Your assignment → Whenever a line in the entries below includes the string "enum", count that line. Report the total alone.
[[ Extracted information open ]]
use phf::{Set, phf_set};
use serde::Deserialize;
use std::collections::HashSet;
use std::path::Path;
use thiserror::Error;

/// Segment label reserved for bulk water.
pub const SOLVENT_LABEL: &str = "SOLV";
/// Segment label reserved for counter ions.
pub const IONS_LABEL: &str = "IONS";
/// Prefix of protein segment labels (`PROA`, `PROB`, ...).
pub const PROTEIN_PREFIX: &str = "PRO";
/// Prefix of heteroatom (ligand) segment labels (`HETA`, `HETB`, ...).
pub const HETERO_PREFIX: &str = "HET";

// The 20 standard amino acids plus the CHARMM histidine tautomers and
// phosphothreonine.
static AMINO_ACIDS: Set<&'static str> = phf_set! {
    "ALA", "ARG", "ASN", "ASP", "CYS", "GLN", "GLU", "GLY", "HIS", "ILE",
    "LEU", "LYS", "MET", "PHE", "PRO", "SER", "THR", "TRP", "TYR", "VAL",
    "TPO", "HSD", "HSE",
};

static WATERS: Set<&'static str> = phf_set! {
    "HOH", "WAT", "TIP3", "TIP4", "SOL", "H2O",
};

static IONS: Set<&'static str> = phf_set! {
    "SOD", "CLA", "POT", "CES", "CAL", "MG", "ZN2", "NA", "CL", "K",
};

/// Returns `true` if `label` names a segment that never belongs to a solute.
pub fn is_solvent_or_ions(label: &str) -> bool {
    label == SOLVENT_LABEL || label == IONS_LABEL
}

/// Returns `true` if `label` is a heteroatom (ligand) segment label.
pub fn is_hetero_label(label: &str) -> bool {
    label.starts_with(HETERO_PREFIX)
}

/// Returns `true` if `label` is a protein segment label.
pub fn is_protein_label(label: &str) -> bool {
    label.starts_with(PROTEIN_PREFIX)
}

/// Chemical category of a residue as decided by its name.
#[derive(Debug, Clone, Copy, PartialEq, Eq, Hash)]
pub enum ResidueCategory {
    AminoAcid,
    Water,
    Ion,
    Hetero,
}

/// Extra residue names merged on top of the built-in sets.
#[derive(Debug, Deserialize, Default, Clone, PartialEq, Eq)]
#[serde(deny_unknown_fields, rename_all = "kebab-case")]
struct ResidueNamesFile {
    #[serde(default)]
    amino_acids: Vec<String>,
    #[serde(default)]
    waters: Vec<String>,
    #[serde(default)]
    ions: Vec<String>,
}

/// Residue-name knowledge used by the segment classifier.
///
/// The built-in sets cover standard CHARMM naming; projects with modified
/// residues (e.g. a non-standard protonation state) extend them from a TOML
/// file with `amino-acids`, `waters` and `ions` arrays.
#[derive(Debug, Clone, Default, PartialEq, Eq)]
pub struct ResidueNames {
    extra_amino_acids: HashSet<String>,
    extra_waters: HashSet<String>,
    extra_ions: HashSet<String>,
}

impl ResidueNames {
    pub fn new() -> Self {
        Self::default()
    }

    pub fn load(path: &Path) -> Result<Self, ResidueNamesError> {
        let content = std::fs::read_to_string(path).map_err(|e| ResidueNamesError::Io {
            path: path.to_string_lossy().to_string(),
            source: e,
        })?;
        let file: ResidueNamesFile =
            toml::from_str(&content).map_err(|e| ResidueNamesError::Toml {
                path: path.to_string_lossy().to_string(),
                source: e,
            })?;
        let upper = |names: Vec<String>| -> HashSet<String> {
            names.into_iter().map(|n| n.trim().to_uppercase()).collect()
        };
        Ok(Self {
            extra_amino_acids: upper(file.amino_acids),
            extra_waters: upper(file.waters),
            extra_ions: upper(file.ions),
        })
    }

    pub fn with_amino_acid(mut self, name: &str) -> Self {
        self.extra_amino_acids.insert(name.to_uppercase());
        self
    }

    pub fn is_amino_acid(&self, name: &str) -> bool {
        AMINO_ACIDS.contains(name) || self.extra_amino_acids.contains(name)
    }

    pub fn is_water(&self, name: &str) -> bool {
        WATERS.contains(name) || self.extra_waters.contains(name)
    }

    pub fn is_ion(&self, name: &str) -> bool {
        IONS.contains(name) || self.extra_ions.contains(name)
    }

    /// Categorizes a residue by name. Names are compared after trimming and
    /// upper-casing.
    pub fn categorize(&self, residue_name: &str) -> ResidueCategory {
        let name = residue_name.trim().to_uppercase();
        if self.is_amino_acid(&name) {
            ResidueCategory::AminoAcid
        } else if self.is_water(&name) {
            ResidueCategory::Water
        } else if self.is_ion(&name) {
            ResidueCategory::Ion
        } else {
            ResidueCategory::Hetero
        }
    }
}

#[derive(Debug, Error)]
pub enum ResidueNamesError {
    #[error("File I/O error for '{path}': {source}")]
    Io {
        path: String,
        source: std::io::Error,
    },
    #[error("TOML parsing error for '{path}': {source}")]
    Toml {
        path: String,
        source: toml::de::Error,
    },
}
[[ Extracted information closed ]]
[[ Extracted information open ]]
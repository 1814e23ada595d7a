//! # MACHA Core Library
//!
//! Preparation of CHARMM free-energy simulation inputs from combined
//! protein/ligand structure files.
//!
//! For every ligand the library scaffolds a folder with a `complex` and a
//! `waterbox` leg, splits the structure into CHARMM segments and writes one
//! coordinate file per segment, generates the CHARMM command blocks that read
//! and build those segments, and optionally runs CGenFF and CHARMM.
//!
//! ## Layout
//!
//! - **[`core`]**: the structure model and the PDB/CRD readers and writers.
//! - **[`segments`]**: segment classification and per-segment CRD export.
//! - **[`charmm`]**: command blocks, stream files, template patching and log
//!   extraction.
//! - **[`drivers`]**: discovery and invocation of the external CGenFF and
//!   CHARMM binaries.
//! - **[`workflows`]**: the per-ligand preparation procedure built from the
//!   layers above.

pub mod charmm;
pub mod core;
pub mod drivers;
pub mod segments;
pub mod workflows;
[[ Extracted information closed ]]
Solution for this task → 2